The producers are said to have been inspired by ABC’s show “GCB” (based on the book Good Christian Bitches) and told Huffington Post that they think featuring religious women will make it similar to “Housewives” but different enough with the religious angle that another network will want to buy it.

What do you think? Will the show be a train wreck? Another weekday guilty pleasure? And will more religious reality television shows soon follow? Like maybe what Catholic priests do in their spare time? How about a TV show like the documentary “Jesus Camp”?

About Emileigh

Emileigh Clare is a journalist living in York, Pennsylvania.

  • Thorny264

    “What catholic priests do in their spare time”
    That depends if they consider molesting children as part of the job. As for making more Christian show, i hope they do to show some family that follows the scripture to the word, bad publicity for christians and probably funny to watch.

  • Tom

    Oh man this will be good!

  • http://dogmabytes.com/ C Peterson

    Why not? I’d check out a series about a bunch of nuns living in a convent (all the better if one of them can fly…)

  • Kaoru Negisa

    A part of me, deep down inside, feared this may one day happen. I knew, instinctively, that Bravo would find a way to make that show more irritating, and that it would involve getting Christian women to hold up their hands and praise Jesus every few minutes and be entirely clueless about the plight of people who aren’t them.

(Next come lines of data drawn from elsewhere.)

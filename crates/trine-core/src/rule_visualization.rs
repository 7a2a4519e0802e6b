//! Network visualization
//!
//! Renders the compiled network as a Graphviz DOT graph plus a plain-text legend. Node
//! vertices are named `n<id>` after their arena index and alpha memories `a<id>`, so the
//! legend and the `NodeId`s reported elsewhere line up.
//!
//! Export only reads the network; it is diagnostic tooling and plays no part in matching.

use crate::rete_network::ReteNetwork;
use crate::rete_nodes::{ReteNode, TokenMemory};
use anyhow::Context;
use std::fmt::Write as _;
use std::io;
use tracing::{debug, instrument};

/// Escape a label for use inside a double-quoted DOT string
fn escape(label: &str) -> String {
    label.replace('\\', "\\\\").replace('"', "\\\"")
}

/// Generate the Graphviz description of the network
pub fn render_graph(network: &ReteNetwork) -> anyhow::Result<String> {
    let mut dot = String::new();

    writeln!(dot, "digraph ReteNetwork {{")?;
    writeln!(dot, "  rankdir=TB;")?;
    writeln!(dot, "  node [shape=box, style=rounded];")?;

    for memory in network.pattern_index().iter() {
        writeln!(
            dot,
            "  a{} [label=\"α {}\", shape=ellipse, fillcolor=lightyellow, style=filled];",
            memory.id,
            escape(&memory.pattern)
        )?;
    }

    for (id, node) in network.nodes().iter().enumerate() {
        let (label, color) = match node {
            ReteNode::DummyTop(_) => ("top".to_string(), "lightgray"),
            ReteNode::Join(join) => (format!("join {}", join.condition), "lightblue"),
            ReteNode::BetaMemory(_) => ("β".to_string(), "lightgreen"),
            ReteNode::Production(production) => {
                (format!("P {}", production.rule_name), "orange")
            }
        };
        writeln!(
            dot,
            "  n{id} [label=\"{id}: {}\", fillcolor={color}, style=\"rounded,filled\"];",
            escape(&label)
        )?;
    }

    for (id, node) in network.nodes().iter().enumerate() {
        for child in node.children() {
            writeln!(dot, "  n{id} -> n{child};")?;
        }
    }

    for memory in network.pattern_index().iter() {
        for join in &memory.successors {
            writeln!(dot, "  a{} -> n{join} [style=dashed];", memory.id)?;
        }
    }

    writeln!(dot, "}}")?;
    Ok(dot)
}

/// Generate the plain-text legend, one line per node and alpha memory
pub fn render_legend(network: &ReteNetwork) -> anyhow::Result<String> {
    let mut legend = String::new();

    writeln!(legend, "Nodes")?;
    for (id, node) in network.nodes().iter().enumerate() {
        write!(legend, "  n{id} {}", node.kind_name())?;
        match node {
            ReteNode::DummyTop(_) => {}
            ReteNode::Join(join) => {
                write!(legend, " {} via a{}", join.condition, join.alpha_memory)?;
                if !join.tests.is_empty() {
                    let tests: Vec<String> = join.tests.iter().map(ToString::to_string).collect();
                    write!(legend, " tests [{}]", tests.join(", "))?;
                }
            }
            ReteNode::BetaMemory(memory) => {
                write!(legend, " tokens={}", memory.token_list().len())?;
            }
            ReteNode::Production(production) => {
                write!(
                    legend,
                    " rule={} conditions={} select=[{}]",
                    production.rule_name,
                    production.condition_count,
                    production.select.join(", ")
                )?;
            }
        }
        writeln!(legend)?;
    }

    writeln!(legend, "Alpha memories")?;
    for memory in network.pattern_index().iter() {
        write!(legend, "  a{} \"{}\" facts={}", memory.id, memory.pattern, memory.len())?;
        if !memory.excluded_objects.is_empty() {
            let excluded: Vec<String> =
                memory.excluded_objects.iter().map(ToString::to_string).collect();
            write!(legend, " excluding [{}]", excluded.join(", "))?;
        }
        writeln!(legend)?;
    }

    Ok(legend)
}

/// Write the graph and legend to two caller-supplied sinks
#[instrument(skip_all)]
pub fn export_graph(
    network: &ReteNetwork,
    graph_sink: &mut dyn io::Write,
    legend_sink: &mut dyn io::Write,
) -> anyhow::Result<()> {
    let graph = render_graph(network)?;
    let legend = render_legend(network)?;

    graph_sink.write_all(graph.as_bytes()).context("Failed to write network graph")?;
    graph_sink.flush().context("Failed to flush network graph")?;
    legend_sink.write_all(legend.as_bytes()).context("Failed to write network legend")?;
    legend_sink.flush().context("Failed to flush network legend")?;

    debug!(graph_bytes = graph.len(), legend_bytes = legend.len(), "Exported network graph");
    Ok(())
}

#[cfg(test)]
mod tests {
    use super::*;
    use crate::types::{Condition, PatternTerm, RuleDefinition};

    fn sample_network() -> ReteNetwork {
        let mut network = ReteNetwork::new();
        network
            .add_rule_definition(
                &RuleDefinition::new("R2")
                    .with_condition(Condition::vars("?x", "knows", "?y"))
                    .with_condition(Condition::with_constant("?y", "worksAt", "acme"))
                    .with_not_same_term(PatternTerm::var("?y"), PatternTerm::constant("bob"))
                    .with_select(["?x"]),
            )
            .unwrap();
        network
    }

    #[test]
    fn test_graph_has_every_node_and_edge() {
        let dot = render_graph(&sample_network()).unwrap();
        assert!(dot.starts_with("digraph ReteNetwork {"));
        for vertex in ["n0 [", "n1 [", "n2 [", "n3 [", "n4 [", "a0 [", "a1 ["] {
            assert!(dot.contains(vertex), "missing {vertex} in {dot}");
        }
        assert!(dot.contains("n0 -> n1;"));
        assert!(dot.contains("n3 -> n4;"));
        assert!(dot.contains("a0 -> n1 [style=dashed];"));
        assert!(dot.contains("a1 -> n3 [style=dashed];"));
        assert!(dot.contains("P R2"));
    }

    #[test]
    fn test_labels_are_escaped() {
        assert_eq!(escape("worksAt \"acme\""), "worksAt \\\"acme\\\"");
    }

    #[test]
    fn test_legend_describes_tests_and_exclusions() {
        let legend = render_legend(&sample_network()).unwrap();
        assert!(legend.contains("n3 join (?y worksAt acme) via a1 tests [?y: subject = object^1]"));
        assert!(legend.contains("n4 production rule=R2 conditions=2 select=[?x]"));
        assert!(legend.contains("a0 \"knows\" facts=0 excluding [bob]"));
    }

    #[test]
    fn test_export_writes_both_sinks() {
        let network = sample_network();
        let mut graph = Vec::new();
        let mut legend = Vec::new();
        export_graph(&network, &mut graph, &mut legend).unwrap();

        assert!(String::from_utf8(graph).unwrap().contains("digraph"));
        assert!(String::from_utf8(legend).unwrap().starts_with("Nodes"));
    }
}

    Things you will likely see in the first 5 episodes:

    1. One person insisting that they aren’t racist, they don’t see color.

    2. One person insisting that they’re not homophobic, they just think marriage is between one man and one woman.

    3. One person explaining how much they love everybody because Jesus told them to.

    4. At least 20 “sins” listed in the Bible that are committed without thought

    5. A flippant comment about somebody else’s sinful lifestyle and the commenter’s intent to pray for them.

    We could start a Friendly Athiest Friendly Betting Pool where we predict how many episodes it will take for all of these things to happen? Or we could not do that since I don’t know the legality of it and don’t gamble anyway.

    • Tom

      I say a drinking game!  Could make it educational: every time you identify a particular cognitive bias, you choose who drinks :)

      • Kaoru Negisa

        I like this idea! Drinking game it is. 

      • Xeon2000

        I don’t think I can hold my liquor that well. Errr… I don’t think I have enough liquor in the house…

    • monyNH

       Not just clueless about the plight of other people…I’d venture to say that they will quickly show their complete ignorance of the Bible itself. (I’m sure we can add that to the drinking game somehow!)

    • TiltedHorizon

       In the first 5 episodes? Easily achieved in 1 show. For those of you prepping for a drinking game, careful, you risk alcohol poisoning in the first 30 minutes. Pace yourselves! :)    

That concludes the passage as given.